I invite you to review the facts and point out where if I have misstated them, but don't send anything that doesn't include your sources.


- Milo 


3 comments:

A n J said...

Heaven help us if a President is elected because he is a better liar.

Milo Thornberry said...

This from Art:

Tried 4 times to leave a comment on the blog, but never could get the run together letters of the code word correct.

Anyway, I mentioned someplace else as well that we are in big trouble if we elect a President because he is a better liar. Romney has been shown again and again to lie about anything with great ease and aplomb. The scary part is a lot of people believe him outright.

Milo Thornberry said...

I think Romney is using what is known in logic as "Proof by assertion."

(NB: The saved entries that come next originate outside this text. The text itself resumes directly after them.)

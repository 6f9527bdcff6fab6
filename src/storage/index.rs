use crate::core::config::Config;
use crate::core::error::{db_err, Error, Result};
use redb::{Database, ReadableTable, TableDefinition};
use serde::Serialize;
use std::cmp::Ordering;
use std::collections::BinaryHeap;
use std::path::{Path, PathBuf};
use std::sync::{Mutex, MutexGuard};
use std::time::UNIX_EPOCH;

/// Table definition for the file index
/// Key: absolute path, Value: (mtime seconds, size in bytes)
const FILES_TABLE: TableDefinition<&str, (f64, u64)> = TableDefinition::new("files");

/// One indexed file
#[derive(Debug, Clone, PartialEq, Serialize)]
pub struct FileRecord {
    /// Absolute path, the record's identity
    pub path: PathBuf,
    /// Base file name, used for all matching
    pub name: String,
    /// Last modification time in seconds since the epoch
    pub mtime: f64,
    /// Size in bytes
    pub size: u64,
}

impl FileRecord {
    pub fn new(path: impl Into<PathBuf>, mtime: f64, size: u64) -> Self {
        let path = path.into();
        let name = path
            .file_name()
            .map(|n| n.to_string_lossy().into_owned())
            .unwrap_or_default();
        Self {
            path,
            name,
            mtime,
            size,
        }
    }

    /// Stat `path` and build a record for it. Fails for directories,
    /// non-UTF-8 paths and anything `stat` rejects.
    pub fn from_path(path: &Path) -> Result<Self> {
        if path.to_str().is_none() {
            return Err(Error::InvalidPath(path.to_path_buf()));
        }
        let metadata = std::fs::metadata(path)?;
        if !metadata.is_file() {
            return Err(Error::Io(std::io::Error::new(
                std::io::ErrorKind::Other,
                format!("Not a regular file: {}", path.display()),
            )));
        }
        Ok(Self::new(path, mtime_secs(&metadata), metadata.len()))
    }

    fn key(&self) -> Result<&str> {
        self.path
            .to_str()
            .ok_or_else(|| Error::InvalidPath(self.path.clone()))
    }
}

/// Modification time of `metadata` as fractional seconds since the epoch.
/// Times before the epoch or unavailable on the platform read as 0.
pub fn mtime_secs(metadata: &std::fs::Metadata) -> f64 {
    metadata
        .modified()
        .ok()
        .and_then(|t| t.duration_since(UNIX_EPOCH).ok())
        .map(|d| d.as_secs_f64())
        .unwrap_or(0.0)
}

/// Sort records newest first; equal times fall back to path order.
pub fn sort_by_recency(records: &mut [FileRecord]) {
    records.sort_by(|a, b| b.mtime.total_cmp(&a.mtime).then_with(|| a.path.cmp(&b.path)));
}

/// Base name of an index key
fn key_name(key: &str) -> &str {
    Path::new(key)
        .file_name()
        .and_then(|name| name.to_str())
        .unwrap_or(key)
}

/// Case-insensitive substring test against an already lowercased needle.
/// ASCII names are compared in place.
fn contains_ignore_case(haystack: &str, needle_lower: &str) -> bool {
    if needle_lower.is_empty() {
        return true;
    }
    if haystack.is_ascii() && needle_lower.is_ascii() {
        let needle = needle_lower.as_bytes();
        return haystack
            .as_bytes()
            .windows(needle.len())
            .any(|window| window.eq_ignore_ascii_case(needle));
    }
    haystack.to_lowercase().contains(needle_lower)
}

/// Heap entry for the coarse query. Orders worse-ranked entries as greater,
/// so the heap top is the first one to evict.
struct Ranked {
    mtime: f64,
    size: u64,
    path: String,
}

impl Ranked {
    /// Whether a row with `mtime` and `path` ranks ahead of `self`
    fn is_beaten_by(&self, mtime: f64, path: &str) -> bool {
        match mtime.total_cmp(&self.mtime) {
            Ordering::Greater => true,
            Ordering::Less => false,
            Ordering::Equal => Path::new(path) < Path::new(&self.path),
        }
    }
}

impl Ord for Ranked {
    fn cmp(&self, other: &Self) -> Ordering {
        other
            .mtime
            .total_cmp(&self.mtime)
            .then_with(|| Path::new(&self.path).cmp(Path::new(&other.path)))
    }
}

impl PartialOrd for Ranked {
    fn partial_cmp(&self, other: &Self) -> Option<Ordering> {
        Some(self.cmp(other))
    }
}

impl PartialEq for Ranked {
    fn eq(&self, other: &Self) -> bool {
        self.cmp(other) == Ordering::Equal
    }
}

impl Eq for Ranked {}

/// Persistent file index.
///
/// Every operation runs as one transaction inside one critical section of
/// the store's lock. Sequences of operations are not isolated from each
/// other.
pub struct IndexStore {
    db: Mutex<Database>,
}

impl IndexStore {
    /// Open or create the index at the configured location
    pub fn open(config: &Config) -> Result<Self> {
        Self::open_at(&config.index_path)
    }

    /// Open or create the index at `path`
    pub fn open_at(path: &Path) -> Result<Self> {
        if let Some(parent) = path.parent() {
            std::fs::create_dir_all(parent)?;
        }

        let db = if path.exists() {
            Database::open(path).map_err(|e| {
                let msg = e.to_string();
                if msg.to_lowercase().contains("lock") || msg.to_lowercase().contains("already open") {
                    Error::Database("Index database is locked. Another quickfind process may be running. Close other instances and try again.".to_string())
                } else {
                    Error::Database(format!("Failed to open index database: {}", e))
                }
            })?
        } else {
            Database::create(path).map_err(db_err("Failed to create index database"))?
        };

        // Initialize table (safe even if it already exists)
        let write_txn = db
            .begin_write()
            .map_err(db_err("Failed to begin write transaction"))?;
        {
            let _table = write_txn
                .open_table(FILES_TABLE)
                .map_err(db_err("Failed to open table"))?;
        }
        write_txn
            .commit()
            .map_err(db_err("Failed to commit transaction"))?;

        Ok(Self { db: Mutex::new(db) })
    }

    fn lock(&self) -> Result<MutexGuard<'_, Database>> {
        self.db
            .lock()
            .map_err(|_| Error::Database("Index lock poisoned".to_string()))
    }

    /// Insert or replace the record for `record.path`
    pub fn upsert(&self, record: &FileRecord) -> Result<()> {
        self.upsert_batch(std::slice::from_ref(record))
    }

    /// Insert or replace many records in a single transaction
    pub fn upsert_batch(&self, records: &[FileRecord]) -> Result<()> {
        if records.is_empty() {
            return Ok(());
        }

        let db = self.lock()?;
        let write_txn = db
            .begin_write()
            .map_err(db_err("Failed to begin write transaction"))?;
        {
            let mut table = write_txn
                .open_table(FILES_TABLE)
                .map_err(db_err("Failed to open table"))?;
            for record in records {
                table
                    .insert(record.key()?, (record.mtime, record.size))
                    .map_err(db_err("Failed to insert file record"))?;
            }
        }
        write_txn
            .commit()
            .map_err(db_err("Failed to commit transaction"))?;

        Ok(())
    }

    /// Remove the record for `path`. Removing an unknown path is not an error.
    pub fn delete(&self, path: &Path) -> Result<()> {
        let key = path
            .to_str()
            .ok_or_else(|| Error::InvalidPath(path.to_path_buf()))?;

        let db = self.lock()?;
        let write_txn = db
            .begin_write()
            .map_err(db_err("Failed to begin write transaction"))?;
        {
            let mut table = write_txn
                .open_table(FILES_TABLE)
                .map_err(db_err("Failed to open table"))?;
            table
                .remove(key)
                .map_err(db_err("Failed to remove file record"))?;
        }
        write_txn
            .commit()
            .map_err(db_err("Failed to commit transaction"))?;

        Ok(())
    }

    /// Look up the record for `path`
    pub fn get(&self, path: &Path) -> Result<Option<FileRecord>> {
        let Some(key) = path.to_str() else {
            return Ok(None);
        };

        let db = self.lock()?;
        let read_txn = db
            .begin_read()
            .map_err(db_err("Failed to begin read transaction"))?;
        let table = read_txn
            .open_table(FILES_TABLE)
            .map_err(db_err("Failed to open table"))?;

        let value = table.get(key).map_err(db_err("Failed to get file record"))?;
        Ok(value.map(|guard| {
            let (mtime, size) = guard.value();
            FileRecord::new(path, mtime, size)
        }))
    }

    /// Up to `limit` records whose name contains `needle` (case-insensitive),
    /// newest first. An empty needle matches every record.
    ///
    /// Rows are filtered on the borrowed key and only the best `limit` are
    /// kept while scanning. Unreadable rows are skipped.
    pub fn coarse_query(&self, needle: &str, limit: usize) -> Result<Vec<FileRecord>> {
        if limit == 0 {
            return Ok(Vec::new());
        }
        let needle = needle.to_lowercase();
        let mut best: BinaryHeap<Ranked> = BinaryHeap::with_capacity(limit.min(4096) + 1);

        {
            let db = self.lock()?;
            let read_txn = db
                .begin_read()
                .map_err(db_err("Failed to begin read transaction"))?;
            let table = read_txn
                .open_table(FILES_TABLE)
                .map_err(db_err("Failed to open table"))?;

            for item in table.iter().map_err(db_err("Failed to iterate index"))? {
                let (key, value) = match item {
                    Ok(row) => row,
                    Err(e) => {
                        tracing::warn!(error = %e, "Skipping unreadable index row");
                        continue;
                    }
                };
                let path = key.value();
                if !contains_ignore_case(key_name(path), &needle) {
                    continue;
                }
                let (mtime, size) = value.value();
                if best.len() == limit {
                    let admits = best
                        .peek()
                        .map_or(true, |worst| worst.is_beaten_by(mtime, path));
                    if !admits {
                        continue;
                    }
                    best.pop();
                }
                best.push(Ranked {
                    mtime,
                    size,
                    path: path.to_string(),
                });
            }
        }

        Ok(best
            .into_sorted_vec()
            .into_iter()
            .map(|ranked| FileRecord::new(ranked.path, ranked.mtime, ranked.size))
            .collect())
    }

    /// Remove every record
    pub fn clear(&self) -> Result<()> {
        let db = self.lock()?;
        let write_txn = db
            .begin_write()
            .map_err(db_err("Failed to begin write transaction"))?;
        write_txn
            .delete_table(FILES_TABLE)
            .map_err(db_err("Failed to drop table"))?;
        {
            let _table = write_txn
                .open_table(FILES_TABLE)
                .map_err(db_err("Failed to open table"))?;
        }
        write_txn
            .commit()
            .map_err(db_err("Failed to commit transaction"))?;

        Ok(())
    }

    /// Number of indexed files
    pub fn len(&self) -> Result<u64> {
        let db = self.lock()?;
        let read_txn = db
            .begin_read()
            .map_err(db_err("Failed to begin read transaction"))?;
        let table = read_txn
            .open_table(FILES_TABLE)
            .map_err(db_err("Failed to open table"))?;
        table.len().map_err(db_err("Failed to count file records"))
    }

    pub fn is_empty(&self) -> Result<bool> {
        Ok(self.len()? == 0)
    }
}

Wikipedia says sometimes "proof by assertion" informally referred to as proof by repeated assertion. It is a logical fallacy in which a proposition is repeatedly restated regardless of contradiction. Sometimes this may be repeated until challenges dry up, at which point it is asserted as fact due to its not being contradicted. In other cases its repetition may be cited as evidence of its truth.(http://en.wikipedia.org/wiki/Proof_by_assertion)

I share Art's worry about how a lot of people believe Romney without qualification, but I also believe that there are people who do care about what is true and what is false. I hope those folks stand up.